▸ ABOUT THIS TASK
Your answer must be every line of the data below that holds the string "PrivateKeyDer", copied exactly.

▸ Collected data
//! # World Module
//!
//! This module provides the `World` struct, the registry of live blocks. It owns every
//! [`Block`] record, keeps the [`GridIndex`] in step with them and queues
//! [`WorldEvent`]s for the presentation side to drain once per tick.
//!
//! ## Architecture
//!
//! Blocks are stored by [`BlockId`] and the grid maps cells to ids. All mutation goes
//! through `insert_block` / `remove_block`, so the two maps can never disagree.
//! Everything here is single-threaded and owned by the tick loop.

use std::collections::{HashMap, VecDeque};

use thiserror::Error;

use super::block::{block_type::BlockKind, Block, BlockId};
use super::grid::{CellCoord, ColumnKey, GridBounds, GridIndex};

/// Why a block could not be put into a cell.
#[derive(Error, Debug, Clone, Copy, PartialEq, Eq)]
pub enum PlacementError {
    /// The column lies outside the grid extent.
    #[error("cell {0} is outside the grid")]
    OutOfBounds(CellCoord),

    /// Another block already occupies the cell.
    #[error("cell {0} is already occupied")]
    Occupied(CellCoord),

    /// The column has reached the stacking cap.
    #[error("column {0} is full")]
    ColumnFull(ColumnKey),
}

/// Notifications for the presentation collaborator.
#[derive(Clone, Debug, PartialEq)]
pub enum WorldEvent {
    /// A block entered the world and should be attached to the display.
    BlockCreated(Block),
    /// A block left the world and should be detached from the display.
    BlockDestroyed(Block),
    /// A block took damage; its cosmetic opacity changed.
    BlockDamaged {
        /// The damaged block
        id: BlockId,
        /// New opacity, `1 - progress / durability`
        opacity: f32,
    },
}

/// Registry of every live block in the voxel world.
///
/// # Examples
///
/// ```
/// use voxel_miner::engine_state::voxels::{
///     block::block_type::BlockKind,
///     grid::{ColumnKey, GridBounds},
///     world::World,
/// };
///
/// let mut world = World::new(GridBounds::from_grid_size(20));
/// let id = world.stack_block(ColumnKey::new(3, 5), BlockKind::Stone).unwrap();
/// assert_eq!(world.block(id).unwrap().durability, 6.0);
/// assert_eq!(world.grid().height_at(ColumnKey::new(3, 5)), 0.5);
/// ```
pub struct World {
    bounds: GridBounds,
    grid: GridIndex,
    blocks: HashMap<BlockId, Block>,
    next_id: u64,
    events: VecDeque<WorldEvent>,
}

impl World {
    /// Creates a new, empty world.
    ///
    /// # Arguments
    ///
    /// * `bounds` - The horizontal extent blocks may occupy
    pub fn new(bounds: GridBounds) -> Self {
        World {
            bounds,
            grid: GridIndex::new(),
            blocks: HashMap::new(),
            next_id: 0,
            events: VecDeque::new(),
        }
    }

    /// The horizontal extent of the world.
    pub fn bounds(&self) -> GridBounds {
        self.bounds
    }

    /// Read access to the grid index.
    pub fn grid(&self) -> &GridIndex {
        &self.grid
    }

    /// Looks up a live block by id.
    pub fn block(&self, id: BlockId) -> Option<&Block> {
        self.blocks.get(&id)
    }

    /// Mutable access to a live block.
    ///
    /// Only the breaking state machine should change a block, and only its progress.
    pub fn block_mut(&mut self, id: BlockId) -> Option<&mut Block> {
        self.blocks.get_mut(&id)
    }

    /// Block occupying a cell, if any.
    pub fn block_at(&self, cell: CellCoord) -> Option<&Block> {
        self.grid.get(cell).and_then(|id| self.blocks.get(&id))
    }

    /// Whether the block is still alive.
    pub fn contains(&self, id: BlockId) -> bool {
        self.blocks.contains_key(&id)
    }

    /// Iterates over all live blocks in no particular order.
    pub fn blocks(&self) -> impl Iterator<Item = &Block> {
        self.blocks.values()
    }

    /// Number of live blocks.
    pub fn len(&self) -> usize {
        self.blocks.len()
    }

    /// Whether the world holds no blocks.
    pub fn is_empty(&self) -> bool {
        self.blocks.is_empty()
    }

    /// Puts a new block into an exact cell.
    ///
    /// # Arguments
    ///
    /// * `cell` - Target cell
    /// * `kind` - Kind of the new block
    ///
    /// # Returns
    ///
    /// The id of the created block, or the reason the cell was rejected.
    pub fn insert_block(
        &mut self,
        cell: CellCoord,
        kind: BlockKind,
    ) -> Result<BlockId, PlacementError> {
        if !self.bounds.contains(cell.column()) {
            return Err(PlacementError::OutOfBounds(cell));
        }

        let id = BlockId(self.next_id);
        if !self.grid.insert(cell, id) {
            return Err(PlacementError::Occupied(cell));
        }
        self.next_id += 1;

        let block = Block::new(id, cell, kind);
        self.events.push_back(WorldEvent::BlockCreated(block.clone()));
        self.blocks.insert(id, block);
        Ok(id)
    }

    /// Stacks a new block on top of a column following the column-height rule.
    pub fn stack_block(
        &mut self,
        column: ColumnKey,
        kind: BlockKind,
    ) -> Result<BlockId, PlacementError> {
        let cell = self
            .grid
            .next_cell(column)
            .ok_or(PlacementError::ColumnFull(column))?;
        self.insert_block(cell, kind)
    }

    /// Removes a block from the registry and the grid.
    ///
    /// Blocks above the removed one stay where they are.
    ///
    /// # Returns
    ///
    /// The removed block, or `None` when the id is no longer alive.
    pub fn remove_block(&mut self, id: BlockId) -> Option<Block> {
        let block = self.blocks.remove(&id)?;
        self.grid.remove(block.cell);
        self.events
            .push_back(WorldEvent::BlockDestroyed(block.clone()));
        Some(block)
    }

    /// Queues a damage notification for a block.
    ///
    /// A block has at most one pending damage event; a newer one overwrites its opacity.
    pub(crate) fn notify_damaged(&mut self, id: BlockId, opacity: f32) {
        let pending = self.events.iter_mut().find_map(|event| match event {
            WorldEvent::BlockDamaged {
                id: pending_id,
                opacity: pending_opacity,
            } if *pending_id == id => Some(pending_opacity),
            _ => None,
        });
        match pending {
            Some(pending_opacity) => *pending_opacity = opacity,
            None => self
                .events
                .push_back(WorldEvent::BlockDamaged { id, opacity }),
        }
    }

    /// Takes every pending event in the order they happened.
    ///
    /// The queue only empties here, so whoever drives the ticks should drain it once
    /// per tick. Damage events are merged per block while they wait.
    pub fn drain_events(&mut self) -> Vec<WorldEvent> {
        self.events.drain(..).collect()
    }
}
...
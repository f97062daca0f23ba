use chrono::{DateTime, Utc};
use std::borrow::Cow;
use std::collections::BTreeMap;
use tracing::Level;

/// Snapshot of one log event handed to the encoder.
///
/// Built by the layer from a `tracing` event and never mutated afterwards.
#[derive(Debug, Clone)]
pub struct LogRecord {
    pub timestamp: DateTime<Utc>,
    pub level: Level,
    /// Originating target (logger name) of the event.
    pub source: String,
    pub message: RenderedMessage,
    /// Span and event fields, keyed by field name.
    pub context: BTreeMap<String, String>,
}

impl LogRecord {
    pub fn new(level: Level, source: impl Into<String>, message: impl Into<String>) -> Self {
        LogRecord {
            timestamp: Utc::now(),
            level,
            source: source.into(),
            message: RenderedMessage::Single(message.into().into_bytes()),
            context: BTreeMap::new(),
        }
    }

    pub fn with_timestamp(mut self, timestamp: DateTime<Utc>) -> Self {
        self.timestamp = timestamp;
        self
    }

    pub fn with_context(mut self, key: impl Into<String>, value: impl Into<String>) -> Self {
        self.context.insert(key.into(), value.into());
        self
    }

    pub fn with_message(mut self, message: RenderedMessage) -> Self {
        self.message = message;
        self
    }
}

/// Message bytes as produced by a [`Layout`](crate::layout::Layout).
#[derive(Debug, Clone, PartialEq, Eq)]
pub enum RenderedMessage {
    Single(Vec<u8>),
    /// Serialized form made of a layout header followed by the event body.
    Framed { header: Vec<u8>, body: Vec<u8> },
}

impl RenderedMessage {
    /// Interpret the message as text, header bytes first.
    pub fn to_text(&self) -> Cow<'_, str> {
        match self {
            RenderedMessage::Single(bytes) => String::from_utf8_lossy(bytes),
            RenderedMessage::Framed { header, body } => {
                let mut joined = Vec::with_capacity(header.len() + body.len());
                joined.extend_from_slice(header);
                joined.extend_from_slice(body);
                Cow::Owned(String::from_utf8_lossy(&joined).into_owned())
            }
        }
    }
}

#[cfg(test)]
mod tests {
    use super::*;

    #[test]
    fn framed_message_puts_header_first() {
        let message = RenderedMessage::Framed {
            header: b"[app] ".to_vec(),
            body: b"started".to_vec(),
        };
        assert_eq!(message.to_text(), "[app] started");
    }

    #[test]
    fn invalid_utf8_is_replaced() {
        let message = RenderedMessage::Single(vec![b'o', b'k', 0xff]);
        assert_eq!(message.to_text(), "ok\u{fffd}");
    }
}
---
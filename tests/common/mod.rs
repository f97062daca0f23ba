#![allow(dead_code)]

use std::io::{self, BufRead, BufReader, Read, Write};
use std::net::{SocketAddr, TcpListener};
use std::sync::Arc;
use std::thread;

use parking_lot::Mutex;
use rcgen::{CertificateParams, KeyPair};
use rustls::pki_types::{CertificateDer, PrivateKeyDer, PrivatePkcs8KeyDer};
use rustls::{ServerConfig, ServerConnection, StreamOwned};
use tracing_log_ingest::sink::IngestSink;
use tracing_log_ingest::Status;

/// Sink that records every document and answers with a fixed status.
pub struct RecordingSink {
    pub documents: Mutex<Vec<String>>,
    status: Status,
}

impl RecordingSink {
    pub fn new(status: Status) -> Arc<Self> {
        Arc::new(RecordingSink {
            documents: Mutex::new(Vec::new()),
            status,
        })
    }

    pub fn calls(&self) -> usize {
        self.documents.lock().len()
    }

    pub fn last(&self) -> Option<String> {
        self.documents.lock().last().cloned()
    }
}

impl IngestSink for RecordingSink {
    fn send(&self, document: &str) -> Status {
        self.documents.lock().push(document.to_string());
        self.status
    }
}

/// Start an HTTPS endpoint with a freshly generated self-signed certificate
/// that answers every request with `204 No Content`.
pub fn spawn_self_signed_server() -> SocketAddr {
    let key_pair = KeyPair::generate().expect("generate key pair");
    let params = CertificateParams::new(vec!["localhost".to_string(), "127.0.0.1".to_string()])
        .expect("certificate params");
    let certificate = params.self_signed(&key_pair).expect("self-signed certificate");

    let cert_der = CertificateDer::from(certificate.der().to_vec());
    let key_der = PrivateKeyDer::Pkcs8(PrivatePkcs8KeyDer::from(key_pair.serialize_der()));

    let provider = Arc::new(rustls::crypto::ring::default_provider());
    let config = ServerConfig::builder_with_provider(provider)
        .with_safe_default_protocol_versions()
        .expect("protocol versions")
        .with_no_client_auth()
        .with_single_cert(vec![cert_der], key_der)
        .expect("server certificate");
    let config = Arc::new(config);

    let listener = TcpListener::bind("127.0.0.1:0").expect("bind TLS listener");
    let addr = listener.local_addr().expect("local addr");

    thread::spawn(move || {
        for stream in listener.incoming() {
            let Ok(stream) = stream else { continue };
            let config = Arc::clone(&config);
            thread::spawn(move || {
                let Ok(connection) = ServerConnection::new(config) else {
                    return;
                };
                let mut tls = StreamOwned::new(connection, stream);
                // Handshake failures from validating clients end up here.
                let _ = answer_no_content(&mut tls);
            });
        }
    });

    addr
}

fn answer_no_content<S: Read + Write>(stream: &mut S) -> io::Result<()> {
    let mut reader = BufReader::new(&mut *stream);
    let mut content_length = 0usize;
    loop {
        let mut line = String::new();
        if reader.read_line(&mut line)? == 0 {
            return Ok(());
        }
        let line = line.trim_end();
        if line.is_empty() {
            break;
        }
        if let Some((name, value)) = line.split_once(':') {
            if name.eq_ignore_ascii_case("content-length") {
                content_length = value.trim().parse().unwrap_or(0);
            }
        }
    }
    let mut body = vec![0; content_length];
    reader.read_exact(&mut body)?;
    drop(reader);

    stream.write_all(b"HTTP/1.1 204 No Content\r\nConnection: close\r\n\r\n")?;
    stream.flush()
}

▸ TASK RESULT
use rustls::pki_types::{CertificateDer, PrivateKeyDer, PrivatePkcs8KeyDer};
    let key_der = PrivateKeyDer::Pkcs8(PrivatePkcs8KeyDer::from(key_pair.serialize_der()));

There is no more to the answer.